> [Problem details]: Restate each entry below without changing a word.

__________________________________________________

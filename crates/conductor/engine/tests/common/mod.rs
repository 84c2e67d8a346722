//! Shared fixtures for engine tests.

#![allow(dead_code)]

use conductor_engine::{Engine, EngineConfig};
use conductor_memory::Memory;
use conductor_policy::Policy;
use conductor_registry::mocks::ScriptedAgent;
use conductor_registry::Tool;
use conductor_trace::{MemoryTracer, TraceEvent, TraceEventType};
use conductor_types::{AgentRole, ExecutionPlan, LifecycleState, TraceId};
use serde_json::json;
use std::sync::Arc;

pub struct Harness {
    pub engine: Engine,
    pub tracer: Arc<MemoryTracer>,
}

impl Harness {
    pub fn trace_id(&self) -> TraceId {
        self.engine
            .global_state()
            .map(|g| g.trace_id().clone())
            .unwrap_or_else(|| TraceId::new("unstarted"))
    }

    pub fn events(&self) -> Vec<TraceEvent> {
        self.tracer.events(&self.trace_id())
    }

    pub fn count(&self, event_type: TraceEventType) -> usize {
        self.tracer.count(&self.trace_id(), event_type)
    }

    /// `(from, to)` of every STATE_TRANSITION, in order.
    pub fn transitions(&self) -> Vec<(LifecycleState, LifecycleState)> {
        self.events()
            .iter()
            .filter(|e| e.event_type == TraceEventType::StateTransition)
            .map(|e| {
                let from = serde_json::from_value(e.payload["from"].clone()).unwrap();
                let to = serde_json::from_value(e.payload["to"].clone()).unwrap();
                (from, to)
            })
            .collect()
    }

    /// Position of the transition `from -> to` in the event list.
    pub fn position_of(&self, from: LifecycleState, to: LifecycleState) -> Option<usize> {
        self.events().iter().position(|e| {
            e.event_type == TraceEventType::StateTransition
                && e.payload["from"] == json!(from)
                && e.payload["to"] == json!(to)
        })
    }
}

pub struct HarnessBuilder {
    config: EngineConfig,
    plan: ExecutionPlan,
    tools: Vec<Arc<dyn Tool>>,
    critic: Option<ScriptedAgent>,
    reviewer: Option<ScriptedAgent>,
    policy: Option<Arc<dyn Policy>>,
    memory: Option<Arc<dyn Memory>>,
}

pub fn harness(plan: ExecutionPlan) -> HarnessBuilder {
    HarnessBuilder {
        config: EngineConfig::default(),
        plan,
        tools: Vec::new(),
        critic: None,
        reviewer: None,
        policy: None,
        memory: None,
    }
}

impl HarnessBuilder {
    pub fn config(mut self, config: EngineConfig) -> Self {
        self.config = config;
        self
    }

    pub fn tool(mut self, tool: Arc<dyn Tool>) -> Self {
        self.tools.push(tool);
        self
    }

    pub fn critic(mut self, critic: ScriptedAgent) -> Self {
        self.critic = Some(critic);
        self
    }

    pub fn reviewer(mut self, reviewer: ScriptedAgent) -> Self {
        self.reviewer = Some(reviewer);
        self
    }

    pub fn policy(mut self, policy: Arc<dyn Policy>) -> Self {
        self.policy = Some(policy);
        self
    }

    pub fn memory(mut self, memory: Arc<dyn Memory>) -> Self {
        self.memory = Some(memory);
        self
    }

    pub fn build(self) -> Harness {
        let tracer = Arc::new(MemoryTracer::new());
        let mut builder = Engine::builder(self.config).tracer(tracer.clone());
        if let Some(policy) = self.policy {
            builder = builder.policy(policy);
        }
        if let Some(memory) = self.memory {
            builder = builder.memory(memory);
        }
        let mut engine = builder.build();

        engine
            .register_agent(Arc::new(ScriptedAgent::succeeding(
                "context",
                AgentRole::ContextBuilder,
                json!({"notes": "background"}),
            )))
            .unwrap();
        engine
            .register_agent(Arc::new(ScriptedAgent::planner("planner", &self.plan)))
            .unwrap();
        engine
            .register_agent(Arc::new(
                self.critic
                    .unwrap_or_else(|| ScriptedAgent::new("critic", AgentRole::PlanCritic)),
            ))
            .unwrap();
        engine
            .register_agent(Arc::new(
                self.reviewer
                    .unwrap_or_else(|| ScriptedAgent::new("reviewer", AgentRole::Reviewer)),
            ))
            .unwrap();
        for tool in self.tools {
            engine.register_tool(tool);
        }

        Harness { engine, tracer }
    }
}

__________________________________________________

> [Result of this task]:
filename crates/conductor/engine/tests/common/mod.rs
repository 84c2e67d8a346722
//! Shared fixtures for engine tests.

#![allow(dead_code)]

use conductor_engine::{Engine, EngineConfig};
use conductor_memory::Memory;
use conductor_policy::Policy;
use conductor_registry::mocks::ScriptedAgent;
use conductor_registry::Tool;
use conductor_trace::{MemoryTracer, TraceEvent, TraceEventType};
use conductor_types::{AgentRole, ExecutionPlan, LifecycleState, TraceId};
use serde_json::json;
use std::sync::Arc;

pub struct Harness {
    pub engine: Engine,
    pub tracer: Arc<MemoryTracer>,
}

impl Harness {
    pub fn trace_id(&self) -> TraceId {
        self.engine
            .global_state()
            .map(|g| g.trace_id().clone())
            .unwrap_or_else(|| TraceId::new("unstarted"))
    }

    pub fn events(&self) -> Vec<TraceEvent> {
        self.tracer.events(&self.trace_id())
    }

    pub fn count(&self, event_type: TraceEventType) -> usize {
        self.tracer.count(&self.trace_id(), event_type)
    }

    /// `(from, to)` of every STATE_TRANSITION, in order.
    pub fn transitions(&self) -> Vec<(LifecycleState, LifecycleState)> {
        self.events()
            .iter()
            .filter(|e| e.event_type == TraceEventType::StateTransition)
            .map(|e| {
                let from = serde_json::from_value(e.payload["from"].clone()).unwrap();
                let to = serde_json::from_value(e.payload["to"].clone()).unwrap();
                (from, to)
            })
            .collect()
    }

    /// Position of the transition `from -> to` in the event list.
    pub fn position_of(&self, from: LifecycleState, to: LifecycleState) -> Option<usize> {
        self.events().iter().position(|e| {
            e.event_type == TraceEventType::StateTransition
                && e.payload["from"] == json!(from)
                && e.payload["to"] == json!(to)
        })
    }
}

pub struct HarnessBuilder {
    config: EngineConfig,
    plan: ExecutionPlan,
    tools: Vec<Arc<dyn Tool>>,
    critic: Option<ScriptedAgent>,
    reviewer: Option<ScriptedAgent>,
    policy: Option<Arc<dyn Policy>>,
    memory: Option<Arc<dyn Memory>>,
}

pub fn harness(plan: ExecutionPlan) -> HarnessBuilder {
    HarnessBuilder {
        config: EngineConfig::default(),
        plan,
        tools: Vec::new(),
        critic: None,
        reviewer: None,
        policy: None,
        memory: None,
    }
}

impl HarnessBuilder {
    pub fn config(mut self, config: EngineConfig) -> Self {
        self.config = config;
        self
    }

    pub fn tool(mut self, tool: Arc<dyn Tool>) -> Self {
        self.tools.push(tool);
        self
    }

    pub fn critic(mut self, critic: ScriptedAgent) -> Self {
        self.critic = Some(critic);
        self
    }

    pub fn reviewer(mut self, reviewer: ScriptedAgent) -> Self {
        self.reviewer = Some(reviewer);
        self
    }

    pub fn policy(mut self, policy: Arc<dyn Policy>) -> Self {
        self.policy = Some(policy);
        self
    }

    pub fn memory(mut self, memory: Arc<dyn Memory>) -> Self {
        self.memory = Some(memory);
        self
    }

    pub fn build(self) -> Harness {
        let tracer = Arc::new(MemoryTracer::new());
        let mut builder = Engine::builder(self.config).tracer(tracer.clone());
        if let Some(policy) = self.policy {
            builder = builder.policy(policy);
        }
        if let Some(memory) = self.memory {
            builder = builder.memory(memory);
        }
        let mut engine = builder.build();

        engine
            .register_agent(Arc::new(ScriptedAgent::succeeding(
                "context",
                AgentRole::ContextBuilder,
                json!({"notes": "background"}),
            )))
            .unwrap();
        engine
            .register_agent(Arc::new(ScriptedAgent::planner("planner", &self.plan)))
            .unwrap();
        engine
            .register_agent(Arc::new(
                self.critic
                    .unwrap_or_else(|| ScriptedAgent::new("critic", AgentRole::PlanCritic)),
            ))
            .unwrap();
        engine
            .register_agent(Arc::new(
                self.reviewer
                    .unwrap_or_else(|| ScriptedAgent::new("reviewer", AgentRole::Reviewer)),
            ))
            .unwrap();
        for tool in self.tools {
            engine.register_tool(tool);
        }

        Harness { engine, tracer }
    }
}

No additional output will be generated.